What this task involves:
Your task is to copy every line of the entries that contains "body".

- Opening Delimiter -

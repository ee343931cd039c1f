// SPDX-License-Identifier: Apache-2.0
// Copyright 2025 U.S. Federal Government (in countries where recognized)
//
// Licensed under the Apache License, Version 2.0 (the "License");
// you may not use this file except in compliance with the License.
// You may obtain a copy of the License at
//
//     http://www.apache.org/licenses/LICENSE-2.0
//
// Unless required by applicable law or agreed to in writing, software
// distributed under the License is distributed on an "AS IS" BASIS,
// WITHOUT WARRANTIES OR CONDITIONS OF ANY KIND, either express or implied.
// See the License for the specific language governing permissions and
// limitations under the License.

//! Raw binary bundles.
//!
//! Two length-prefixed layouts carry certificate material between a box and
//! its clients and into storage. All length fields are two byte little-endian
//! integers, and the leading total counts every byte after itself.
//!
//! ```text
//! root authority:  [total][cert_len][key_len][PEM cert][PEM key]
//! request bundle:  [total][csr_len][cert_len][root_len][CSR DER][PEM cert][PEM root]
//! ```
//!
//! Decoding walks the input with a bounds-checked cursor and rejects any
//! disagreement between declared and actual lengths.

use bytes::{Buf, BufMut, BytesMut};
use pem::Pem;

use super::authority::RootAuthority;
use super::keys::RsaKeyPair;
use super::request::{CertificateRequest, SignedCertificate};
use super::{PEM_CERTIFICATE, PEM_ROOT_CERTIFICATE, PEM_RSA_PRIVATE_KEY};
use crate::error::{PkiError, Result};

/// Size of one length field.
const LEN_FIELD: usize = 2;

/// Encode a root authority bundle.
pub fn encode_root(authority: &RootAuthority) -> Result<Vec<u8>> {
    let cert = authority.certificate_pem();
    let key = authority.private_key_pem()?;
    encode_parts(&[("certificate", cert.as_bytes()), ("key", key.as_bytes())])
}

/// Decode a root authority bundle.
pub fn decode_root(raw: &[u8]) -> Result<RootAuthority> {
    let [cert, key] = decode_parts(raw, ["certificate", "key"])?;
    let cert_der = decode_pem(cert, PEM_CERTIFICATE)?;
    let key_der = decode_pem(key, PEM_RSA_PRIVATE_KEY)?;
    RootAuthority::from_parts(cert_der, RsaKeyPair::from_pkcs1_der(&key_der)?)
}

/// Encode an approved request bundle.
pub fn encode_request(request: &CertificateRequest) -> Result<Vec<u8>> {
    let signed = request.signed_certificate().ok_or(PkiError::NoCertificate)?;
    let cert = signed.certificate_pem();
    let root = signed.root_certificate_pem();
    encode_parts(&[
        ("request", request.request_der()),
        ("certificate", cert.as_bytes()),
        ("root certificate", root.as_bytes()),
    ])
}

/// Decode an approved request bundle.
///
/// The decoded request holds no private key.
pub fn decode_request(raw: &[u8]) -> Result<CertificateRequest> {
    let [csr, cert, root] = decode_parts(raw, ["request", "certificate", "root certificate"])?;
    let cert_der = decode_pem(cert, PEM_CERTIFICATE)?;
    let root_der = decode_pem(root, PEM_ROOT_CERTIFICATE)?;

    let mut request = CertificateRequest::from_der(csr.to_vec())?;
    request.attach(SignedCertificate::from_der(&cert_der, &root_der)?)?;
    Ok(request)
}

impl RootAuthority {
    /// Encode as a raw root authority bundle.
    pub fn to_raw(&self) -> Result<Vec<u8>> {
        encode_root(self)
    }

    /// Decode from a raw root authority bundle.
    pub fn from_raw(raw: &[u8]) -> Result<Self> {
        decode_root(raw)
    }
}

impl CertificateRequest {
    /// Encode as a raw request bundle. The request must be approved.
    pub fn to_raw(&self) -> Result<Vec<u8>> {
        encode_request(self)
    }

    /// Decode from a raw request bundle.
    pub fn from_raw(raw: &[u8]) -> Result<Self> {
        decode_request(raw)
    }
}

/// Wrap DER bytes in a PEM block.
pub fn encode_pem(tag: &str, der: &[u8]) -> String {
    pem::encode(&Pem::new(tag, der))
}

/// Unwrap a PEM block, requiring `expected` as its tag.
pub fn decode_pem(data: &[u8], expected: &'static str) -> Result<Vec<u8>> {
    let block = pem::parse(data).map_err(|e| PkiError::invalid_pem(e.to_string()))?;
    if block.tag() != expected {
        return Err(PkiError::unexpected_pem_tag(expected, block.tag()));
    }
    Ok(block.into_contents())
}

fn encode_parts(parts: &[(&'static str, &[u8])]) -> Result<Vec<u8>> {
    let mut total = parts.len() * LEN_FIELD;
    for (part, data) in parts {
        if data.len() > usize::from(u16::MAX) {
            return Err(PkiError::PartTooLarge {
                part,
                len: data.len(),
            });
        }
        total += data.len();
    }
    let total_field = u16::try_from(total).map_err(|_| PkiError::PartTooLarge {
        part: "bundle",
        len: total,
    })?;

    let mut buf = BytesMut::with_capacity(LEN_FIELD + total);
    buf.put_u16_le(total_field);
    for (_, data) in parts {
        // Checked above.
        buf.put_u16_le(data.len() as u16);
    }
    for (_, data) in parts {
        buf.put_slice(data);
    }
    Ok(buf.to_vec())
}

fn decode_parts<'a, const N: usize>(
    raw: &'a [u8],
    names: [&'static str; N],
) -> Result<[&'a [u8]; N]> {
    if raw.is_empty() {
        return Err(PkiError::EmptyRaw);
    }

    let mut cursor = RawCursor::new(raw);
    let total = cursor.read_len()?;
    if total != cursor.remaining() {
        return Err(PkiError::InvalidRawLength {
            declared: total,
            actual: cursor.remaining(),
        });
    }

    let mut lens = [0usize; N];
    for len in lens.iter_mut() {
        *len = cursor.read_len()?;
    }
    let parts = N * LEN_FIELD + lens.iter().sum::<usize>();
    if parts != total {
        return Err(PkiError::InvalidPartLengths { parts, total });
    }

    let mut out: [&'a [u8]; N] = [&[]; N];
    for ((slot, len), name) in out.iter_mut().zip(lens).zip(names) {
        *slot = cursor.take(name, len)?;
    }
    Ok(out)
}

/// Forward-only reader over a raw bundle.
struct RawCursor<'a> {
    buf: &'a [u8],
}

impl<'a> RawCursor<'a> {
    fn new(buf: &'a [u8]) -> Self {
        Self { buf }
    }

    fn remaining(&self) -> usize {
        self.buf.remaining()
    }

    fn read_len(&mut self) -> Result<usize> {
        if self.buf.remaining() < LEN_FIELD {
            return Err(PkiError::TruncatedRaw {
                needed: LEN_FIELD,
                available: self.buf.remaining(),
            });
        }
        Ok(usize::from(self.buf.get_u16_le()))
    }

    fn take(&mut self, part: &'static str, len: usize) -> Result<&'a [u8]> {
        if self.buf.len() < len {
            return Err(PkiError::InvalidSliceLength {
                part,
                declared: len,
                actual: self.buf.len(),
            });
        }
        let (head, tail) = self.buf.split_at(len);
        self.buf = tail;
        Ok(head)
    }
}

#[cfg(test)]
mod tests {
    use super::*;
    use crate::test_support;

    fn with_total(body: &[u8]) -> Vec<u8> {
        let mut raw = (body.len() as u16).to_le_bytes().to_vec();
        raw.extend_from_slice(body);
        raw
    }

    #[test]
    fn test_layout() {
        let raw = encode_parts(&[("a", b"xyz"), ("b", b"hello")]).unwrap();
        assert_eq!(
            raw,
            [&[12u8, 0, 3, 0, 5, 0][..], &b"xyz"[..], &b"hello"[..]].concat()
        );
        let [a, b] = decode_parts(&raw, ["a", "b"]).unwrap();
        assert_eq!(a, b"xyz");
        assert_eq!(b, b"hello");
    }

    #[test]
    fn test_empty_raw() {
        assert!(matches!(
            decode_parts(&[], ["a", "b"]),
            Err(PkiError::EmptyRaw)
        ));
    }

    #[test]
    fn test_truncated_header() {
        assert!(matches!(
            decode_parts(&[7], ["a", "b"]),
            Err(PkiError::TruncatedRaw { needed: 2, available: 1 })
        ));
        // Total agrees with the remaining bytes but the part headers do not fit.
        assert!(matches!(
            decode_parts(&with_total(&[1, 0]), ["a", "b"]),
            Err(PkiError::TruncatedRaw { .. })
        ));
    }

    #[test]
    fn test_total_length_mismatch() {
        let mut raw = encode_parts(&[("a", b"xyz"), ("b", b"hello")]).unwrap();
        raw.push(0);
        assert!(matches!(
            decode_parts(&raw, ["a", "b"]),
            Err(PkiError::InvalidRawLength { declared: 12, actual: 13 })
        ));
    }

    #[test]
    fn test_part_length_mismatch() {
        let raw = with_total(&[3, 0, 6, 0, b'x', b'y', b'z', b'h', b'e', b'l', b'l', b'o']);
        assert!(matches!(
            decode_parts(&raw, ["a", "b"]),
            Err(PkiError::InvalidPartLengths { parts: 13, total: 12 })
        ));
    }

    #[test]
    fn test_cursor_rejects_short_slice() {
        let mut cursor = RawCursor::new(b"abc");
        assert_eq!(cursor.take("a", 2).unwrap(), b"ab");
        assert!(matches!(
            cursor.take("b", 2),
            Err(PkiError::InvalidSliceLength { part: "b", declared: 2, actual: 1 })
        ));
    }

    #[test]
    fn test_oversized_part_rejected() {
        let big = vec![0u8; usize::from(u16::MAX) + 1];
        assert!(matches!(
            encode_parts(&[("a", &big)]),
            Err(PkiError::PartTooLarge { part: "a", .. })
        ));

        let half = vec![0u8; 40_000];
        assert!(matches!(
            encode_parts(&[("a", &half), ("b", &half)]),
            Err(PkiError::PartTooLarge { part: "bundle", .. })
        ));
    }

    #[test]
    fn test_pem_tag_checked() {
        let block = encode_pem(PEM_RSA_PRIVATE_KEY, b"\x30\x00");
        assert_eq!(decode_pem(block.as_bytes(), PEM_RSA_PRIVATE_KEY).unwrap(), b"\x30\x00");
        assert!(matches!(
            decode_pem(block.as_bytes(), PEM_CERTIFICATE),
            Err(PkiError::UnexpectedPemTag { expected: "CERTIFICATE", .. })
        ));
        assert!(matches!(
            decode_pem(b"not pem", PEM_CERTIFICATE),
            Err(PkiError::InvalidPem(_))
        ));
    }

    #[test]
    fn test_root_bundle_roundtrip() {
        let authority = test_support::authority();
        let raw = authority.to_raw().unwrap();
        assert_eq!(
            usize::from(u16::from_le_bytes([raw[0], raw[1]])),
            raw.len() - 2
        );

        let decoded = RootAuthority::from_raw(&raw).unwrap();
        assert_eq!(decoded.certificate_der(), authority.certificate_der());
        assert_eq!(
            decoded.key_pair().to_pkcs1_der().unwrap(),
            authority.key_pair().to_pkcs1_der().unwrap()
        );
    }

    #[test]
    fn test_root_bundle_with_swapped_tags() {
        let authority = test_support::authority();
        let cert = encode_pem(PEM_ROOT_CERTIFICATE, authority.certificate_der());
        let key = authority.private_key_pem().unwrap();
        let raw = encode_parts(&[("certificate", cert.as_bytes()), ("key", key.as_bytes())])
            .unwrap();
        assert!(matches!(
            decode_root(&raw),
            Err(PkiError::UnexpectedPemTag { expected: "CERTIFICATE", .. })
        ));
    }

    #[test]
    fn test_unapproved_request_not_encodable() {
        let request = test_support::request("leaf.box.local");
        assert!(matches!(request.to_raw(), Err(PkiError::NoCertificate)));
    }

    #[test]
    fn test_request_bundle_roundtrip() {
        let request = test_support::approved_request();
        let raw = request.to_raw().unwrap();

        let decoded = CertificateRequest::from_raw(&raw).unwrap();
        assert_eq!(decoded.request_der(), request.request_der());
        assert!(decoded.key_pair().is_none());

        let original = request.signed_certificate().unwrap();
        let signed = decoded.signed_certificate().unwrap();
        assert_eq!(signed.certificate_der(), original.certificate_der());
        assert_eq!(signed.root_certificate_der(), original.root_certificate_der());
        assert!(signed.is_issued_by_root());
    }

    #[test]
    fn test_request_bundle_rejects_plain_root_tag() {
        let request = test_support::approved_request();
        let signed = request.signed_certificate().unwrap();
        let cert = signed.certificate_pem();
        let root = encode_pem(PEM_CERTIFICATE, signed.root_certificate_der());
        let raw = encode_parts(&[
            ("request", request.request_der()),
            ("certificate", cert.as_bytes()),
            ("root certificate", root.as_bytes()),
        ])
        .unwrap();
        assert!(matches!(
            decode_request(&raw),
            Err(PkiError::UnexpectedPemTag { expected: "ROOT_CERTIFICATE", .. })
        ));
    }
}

- Closing Delimiter -
- Opening Delimiter -

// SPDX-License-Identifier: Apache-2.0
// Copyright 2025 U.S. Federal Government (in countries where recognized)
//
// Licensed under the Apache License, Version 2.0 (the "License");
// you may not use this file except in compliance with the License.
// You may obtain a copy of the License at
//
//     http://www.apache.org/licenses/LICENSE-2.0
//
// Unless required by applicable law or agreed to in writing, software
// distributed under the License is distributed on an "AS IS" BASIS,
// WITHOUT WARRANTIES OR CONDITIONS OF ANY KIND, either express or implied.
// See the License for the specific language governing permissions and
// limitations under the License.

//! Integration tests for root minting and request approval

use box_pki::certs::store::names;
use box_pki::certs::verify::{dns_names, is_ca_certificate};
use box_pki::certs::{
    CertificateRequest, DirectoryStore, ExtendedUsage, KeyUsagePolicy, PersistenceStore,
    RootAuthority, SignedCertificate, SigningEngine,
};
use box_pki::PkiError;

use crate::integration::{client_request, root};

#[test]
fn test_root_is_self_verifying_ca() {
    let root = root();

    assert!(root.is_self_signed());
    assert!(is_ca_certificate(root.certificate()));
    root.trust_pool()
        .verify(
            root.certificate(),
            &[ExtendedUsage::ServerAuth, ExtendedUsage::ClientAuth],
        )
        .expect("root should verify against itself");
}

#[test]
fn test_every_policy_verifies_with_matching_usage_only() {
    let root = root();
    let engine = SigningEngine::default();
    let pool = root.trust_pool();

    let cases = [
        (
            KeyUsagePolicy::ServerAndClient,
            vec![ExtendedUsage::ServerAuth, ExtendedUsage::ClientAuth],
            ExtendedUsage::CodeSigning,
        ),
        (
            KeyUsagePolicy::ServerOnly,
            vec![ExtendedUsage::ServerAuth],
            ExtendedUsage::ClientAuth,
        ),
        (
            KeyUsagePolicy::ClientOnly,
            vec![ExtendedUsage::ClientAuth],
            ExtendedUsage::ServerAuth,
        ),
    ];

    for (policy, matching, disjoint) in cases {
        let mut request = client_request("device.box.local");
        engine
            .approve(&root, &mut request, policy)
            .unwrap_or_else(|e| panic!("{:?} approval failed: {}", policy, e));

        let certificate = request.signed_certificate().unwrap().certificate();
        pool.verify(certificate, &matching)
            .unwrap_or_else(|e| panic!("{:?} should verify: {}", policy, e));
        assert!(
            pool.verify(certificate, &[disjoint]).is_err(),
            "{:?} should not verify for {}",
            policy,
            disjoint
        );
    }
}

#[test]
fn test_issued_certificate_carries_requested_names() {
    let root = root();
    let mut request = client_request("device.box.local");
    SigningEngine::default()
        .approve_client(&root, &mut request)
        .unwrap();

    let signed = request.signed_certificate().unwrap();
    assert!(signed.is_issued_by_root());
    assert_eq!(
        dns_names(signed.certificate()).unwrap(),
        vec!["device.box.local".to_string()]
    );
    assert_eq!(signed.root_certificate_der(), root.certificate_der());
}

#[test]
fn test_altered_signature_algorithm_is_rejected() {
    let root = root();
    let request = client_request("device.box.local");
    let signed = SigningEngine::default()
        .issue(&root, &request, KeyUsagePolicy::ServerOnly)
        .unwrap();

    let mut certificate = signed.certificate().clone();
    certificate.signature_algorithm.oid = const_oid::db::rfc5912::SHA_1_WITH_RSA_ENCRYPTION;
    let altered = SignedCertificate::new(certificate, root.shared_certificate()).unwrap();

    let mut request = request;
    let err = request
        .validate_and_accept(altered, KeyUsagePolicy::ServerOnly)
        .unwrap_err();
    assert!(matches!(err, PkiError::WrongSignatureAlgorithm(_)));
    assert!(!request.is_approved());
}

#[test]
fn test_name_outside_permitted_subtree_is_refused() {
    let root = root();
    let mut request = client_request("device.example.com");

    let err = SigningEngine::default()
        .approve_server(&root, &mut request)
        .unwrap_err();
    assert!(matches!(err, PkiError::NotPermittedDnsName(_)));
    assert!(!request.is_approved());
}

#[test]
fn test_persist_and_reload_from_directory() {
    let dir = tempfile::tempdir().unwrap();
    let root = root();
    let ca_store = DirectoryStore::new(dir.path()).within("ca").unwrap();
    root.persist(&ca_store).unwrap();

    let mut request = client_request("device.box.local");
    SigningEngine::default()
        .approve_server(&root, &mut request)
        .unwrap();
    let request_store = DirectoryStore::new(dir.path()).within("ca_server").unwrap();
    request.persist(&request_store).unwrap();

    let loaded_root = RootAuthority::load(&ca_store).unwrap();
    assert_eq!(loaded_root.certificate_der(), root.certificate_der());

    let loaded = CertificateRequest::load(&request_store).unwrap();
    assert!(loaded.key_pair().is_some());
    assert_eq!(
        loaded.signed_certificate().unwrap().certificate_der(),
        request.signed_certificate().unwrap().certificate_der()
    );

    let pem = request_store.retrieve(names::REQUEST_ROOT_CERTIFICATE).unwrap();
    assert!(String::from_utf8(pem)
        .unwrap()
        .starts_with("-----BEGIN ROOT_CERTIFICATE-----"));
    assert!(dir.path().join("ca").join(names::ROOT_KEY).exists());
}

- Closing Delimiter -

Task result:
    fn with_total(body: &[u8]) -> Vec<u8> {
        let mut raw = (body.len() as u16).to_le_bytes().to_vec();
        raw.extend_from_slice(body);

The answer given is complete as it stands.